* _What needs to be done_: Can you quote, word for word, every line from the first line of the records below through the line containing "server configuration errors", and nothing else?

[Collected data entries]

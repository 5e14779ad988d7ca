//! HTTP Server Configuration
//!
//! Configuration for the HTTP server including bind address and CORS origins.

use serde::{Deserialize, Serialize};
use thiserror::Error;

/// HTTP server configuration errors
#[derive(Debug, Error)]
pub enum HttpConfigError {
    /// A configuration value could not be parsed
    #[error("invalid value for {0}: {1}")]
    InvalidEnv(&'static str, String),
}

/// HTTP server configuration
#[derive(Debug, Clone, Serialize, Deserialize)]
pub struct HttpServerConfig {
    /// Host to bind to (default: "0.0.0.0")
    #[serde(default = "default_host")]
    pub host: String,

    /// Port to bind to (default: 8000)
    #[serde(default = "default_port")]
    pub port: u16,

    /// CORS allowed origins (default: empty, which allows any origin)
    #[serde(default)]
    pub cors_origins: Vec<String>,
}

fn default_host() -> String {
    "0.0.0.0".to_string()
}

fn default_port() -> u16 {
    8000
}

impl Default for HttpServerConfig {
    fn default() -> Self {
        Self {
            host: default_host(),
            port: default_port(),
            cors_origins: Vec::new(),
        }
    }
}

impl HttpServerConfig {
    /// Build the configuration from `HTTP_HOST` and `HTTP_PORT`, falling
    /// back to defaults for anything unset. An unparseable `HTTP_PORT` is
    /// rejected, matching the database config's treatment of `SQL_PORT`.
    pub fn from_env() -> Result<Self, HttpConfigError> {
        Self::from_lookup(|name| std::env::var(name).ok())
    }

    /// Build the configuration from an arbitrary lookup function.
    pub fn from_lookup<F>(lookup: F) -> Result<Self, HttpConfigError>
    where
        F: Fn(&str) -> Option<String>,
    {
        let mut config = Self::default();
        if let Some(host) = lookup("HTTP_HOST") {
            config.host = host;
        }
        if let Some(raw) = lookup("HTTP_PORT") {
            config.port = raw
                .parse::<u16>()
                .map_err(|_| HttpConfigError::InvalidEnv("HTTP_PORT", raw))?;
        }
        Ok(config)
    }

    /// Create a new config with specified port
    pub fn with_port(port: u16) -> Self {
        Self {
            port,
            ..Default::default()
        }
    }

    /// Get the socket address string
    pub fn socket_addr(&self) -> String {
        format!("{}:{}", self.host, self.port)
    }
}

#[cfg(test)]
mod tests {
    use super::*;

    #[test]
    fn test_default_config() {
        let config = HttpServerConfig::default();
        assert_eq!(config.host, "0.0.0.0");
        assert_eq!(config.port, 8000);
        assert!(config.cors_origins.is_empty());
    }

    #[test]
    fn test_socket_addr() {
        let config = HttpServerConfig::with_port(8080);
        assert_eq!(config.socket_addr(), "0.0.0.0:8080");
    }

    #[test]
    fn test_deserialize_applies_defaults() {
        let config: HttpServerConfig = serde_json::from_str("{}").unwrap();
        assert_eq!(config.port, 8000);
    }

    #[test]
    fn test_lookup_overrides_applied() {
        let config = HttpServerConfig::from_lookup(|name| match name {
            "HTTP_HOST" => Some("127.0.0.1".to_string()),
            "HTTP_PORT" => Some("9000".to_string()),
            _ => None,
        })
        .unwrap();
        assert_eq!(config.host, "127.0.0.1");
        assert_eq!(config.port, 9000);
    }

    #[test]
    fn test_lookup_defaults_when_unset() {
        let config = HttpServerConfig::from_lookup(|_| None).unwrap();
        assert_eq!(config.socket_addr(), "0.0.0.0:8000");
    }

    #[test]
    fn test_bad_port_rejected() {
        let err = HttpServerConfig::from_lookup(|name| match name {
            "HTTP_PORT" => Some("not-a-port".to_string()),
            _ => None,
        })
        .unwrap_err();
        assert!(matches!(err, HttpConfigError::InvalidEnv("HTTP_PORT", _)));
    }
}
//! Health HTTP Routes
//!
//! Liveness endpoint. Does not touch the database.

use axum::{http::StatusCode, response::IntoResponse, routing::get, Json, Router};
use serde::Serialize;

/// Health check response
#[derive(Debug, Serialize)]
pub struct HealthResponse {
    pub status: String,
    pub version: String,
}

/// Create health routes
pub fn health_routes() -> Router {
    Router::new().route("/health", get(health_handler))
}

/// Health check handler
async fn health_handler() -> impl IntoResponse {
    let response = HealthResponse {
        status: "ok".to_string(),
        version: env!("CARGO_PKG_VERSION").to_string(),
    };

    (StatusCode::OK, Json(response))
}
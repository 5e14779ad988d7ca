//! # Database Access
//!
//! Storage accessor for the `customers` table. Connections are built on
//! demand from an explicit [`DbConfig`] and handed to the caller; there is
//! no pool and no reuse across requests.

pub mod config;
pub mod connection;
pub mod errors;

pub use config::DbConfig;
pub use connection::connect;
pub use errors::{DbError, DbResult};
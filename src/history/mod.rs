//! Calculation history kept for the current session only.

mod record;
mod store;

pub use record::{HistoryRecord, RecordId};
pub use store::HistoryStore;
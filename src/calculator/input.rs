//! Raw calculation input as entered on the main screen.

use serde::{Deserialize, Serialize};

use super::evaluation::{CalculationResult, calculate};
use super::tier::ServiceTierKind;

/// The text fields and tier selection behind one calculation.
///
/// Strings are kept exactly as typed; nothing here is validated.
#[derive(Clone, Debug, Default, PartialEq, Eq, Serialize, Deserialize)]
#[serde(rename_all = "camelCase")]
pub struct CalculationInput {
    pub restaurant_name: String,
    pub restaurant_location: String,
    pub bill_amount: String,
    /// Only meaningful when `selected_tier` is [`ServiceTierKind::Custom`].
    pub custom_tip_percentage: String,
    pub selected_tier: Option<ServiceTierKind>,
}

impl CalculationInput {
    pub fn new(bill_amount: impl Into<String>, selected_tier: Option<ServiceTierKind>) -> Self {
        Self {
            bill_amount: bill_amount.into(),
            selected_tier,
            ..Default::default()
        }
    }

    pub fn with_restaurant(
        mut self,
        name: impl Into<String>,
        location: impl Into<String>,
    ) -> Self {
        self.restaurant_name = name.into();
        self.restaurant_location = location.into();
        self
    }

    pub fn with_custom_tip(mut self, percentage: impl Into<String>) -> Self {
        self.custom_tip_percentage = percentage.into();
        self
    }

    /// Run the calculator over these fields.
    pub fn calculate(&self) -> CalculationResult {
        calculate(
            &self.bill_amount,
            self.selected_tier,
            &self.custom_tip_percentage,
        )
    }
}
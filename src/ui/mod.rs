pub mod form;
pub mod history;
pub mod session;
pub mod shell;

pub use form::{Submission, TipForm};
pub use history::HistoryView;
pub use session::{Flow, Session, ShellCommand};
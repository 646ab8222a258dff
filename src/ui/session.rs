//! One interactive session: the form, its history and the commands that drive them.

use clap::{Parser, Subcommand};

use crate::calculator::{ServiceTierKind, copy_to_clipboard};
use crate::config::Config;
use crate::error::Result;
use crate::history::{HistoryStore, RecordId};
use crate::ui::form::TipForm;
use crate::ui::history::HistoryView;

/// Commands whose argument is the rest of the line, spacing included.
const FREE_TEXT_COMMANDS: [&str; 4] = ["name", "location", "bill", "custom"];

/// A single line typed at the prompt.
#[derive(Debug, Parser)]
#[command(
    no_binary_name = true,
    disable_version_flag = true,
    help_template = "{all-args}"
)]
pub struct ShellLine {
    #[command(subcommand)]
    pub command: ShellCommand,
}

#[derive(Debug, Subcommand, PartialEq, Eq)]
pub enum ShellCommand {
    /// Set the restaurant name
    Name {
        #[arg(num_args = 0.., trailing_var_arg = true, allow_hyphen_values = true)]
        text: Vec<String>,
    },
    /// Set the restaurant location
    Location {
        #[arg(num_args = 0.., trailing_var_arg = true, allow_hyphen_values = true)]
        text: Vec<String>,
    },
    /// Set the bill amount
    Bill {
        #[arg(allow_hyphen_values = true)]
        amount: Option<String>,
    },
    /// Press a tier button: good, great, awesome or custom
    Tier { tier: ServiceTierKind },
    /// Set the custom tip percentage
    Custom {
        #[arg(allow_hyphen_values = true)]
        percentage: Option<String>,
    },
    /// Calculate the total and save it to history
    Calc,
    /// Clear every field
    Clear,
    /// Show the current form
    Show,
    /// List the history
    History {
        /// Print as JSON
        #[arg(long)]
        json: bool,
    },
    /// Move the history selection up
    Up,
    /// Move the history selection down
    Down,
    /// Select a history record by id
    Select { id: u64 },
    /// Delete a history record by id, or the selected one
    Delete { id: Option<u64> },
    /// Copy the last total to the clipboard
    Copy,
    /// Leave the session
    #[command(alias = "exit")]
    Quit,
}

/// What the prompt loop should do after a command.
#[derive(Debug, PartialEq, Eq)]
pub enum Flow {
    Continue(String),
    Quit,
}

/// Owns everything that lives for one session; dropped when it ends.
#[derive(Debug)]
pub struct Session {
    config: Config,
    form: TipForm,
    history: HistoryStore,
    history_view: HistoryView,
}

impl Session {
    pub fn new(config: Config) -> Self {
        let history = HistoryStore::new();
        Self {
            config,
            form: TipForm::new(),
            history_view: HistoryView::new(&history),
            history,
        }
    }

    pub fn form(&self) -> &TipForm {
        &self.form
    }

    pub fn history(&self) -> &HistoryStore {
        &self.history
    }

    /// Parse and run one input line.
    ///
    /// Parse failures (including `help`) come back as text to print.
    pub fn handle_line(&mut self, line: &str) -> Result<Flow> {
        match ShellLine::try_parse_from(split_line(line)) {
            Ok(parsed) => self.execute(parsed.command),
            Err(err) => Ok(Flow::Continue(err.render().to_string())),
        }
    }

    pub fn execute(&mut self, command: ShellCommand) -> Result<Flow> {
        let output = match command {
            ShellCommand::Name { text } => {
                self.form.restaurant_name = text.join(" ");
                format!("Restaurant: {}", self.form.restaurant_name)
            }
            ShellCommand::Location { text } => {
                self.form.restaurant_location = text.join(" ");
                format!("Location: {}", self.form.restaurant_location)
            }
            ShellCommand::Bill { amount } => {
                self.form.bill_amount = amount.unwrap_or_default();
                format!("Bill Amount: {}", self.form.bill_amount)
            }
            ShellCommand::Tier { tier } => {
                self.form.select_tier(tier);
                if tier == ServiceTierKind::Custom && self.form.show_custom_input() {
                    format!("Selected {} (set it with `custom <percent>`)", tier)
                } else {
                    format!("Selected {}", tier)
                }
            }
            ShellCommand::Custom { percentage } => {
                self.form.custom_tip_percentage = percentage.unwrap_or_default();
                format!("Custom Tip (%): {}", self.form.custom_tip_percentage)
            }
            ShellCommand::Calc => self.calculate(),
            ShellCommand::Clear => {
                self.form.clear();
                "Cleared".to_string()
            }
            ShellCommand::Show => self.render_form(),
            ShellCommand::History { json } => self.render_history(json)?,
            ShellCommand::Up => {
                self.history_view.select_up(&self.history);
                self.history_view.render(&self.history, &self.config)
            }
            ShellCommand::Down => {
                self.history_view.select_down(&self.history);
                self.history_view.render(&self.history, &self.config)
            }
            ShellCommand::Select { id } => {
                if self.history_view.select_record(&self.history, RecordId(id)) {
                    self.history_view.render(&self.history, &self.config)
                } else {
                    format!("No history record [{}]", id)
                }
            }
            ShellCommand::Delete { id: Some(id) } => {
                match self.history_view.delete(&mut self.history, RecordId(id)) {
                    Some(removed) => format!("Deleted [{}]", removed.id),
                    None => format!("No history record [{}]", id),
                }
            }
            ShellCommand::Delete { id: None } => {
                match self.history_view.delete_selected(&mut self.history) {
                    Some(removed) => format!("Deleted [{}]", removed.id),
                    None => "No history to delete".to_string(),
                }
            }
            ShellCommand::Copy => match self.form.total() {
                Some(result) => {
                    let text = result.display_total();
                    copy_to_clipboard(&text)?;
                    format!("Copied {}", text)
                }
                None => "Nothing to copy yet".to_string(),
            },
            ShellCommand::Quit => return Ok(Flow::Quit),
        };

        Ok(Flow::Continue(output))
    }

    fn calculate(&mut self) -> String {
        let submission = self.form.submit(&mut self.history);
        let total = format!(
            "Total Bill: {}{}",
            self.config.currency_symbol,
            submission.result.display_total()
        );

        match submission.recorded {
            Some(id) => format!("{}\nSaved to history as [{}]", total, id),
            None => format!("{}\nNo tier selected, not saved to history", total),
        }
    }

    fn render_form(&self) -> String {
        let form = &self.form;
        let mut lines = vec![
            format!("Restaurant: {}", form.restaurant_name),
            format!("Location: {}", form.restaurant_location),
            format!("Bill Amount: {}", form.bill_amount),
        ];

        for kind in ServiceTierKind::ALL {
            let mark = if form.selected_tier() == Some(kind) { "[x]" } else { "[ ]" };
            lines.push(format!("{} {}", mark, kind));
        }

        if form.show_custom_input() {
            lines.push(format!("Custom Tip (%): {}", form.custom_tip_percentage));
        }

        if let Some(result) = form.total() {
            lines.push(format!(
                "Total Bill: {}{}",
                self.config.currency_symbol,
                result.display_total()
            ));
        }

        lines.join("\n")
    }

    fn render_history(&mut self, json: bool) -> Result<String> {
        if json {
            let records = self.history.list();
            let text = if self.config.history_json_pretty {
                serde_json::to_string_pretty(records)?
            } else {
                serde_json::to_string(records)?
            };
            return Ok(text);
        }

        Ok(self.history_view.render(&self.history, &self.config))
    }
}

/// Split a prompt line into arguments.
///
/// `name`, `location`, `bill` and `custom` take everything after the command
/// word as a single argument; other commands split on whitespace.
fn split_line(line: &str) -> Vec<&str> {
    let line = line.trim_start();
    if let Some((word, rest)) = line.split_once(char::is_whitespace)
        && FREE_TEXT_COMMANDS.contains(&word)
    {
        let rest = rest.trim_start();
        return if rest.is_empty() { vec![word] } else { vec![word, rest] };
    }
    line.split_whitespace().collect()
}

* _Result of the exercise_:
repository 5e14779ad988d7ca
//! HTTP Server Configuration
//!
//! Configuration for the HTTP server including bind address and CORS origins.

use serde::{Deserialize, Serialize};
use thiserror::Error;

/// HTTP server configuration errors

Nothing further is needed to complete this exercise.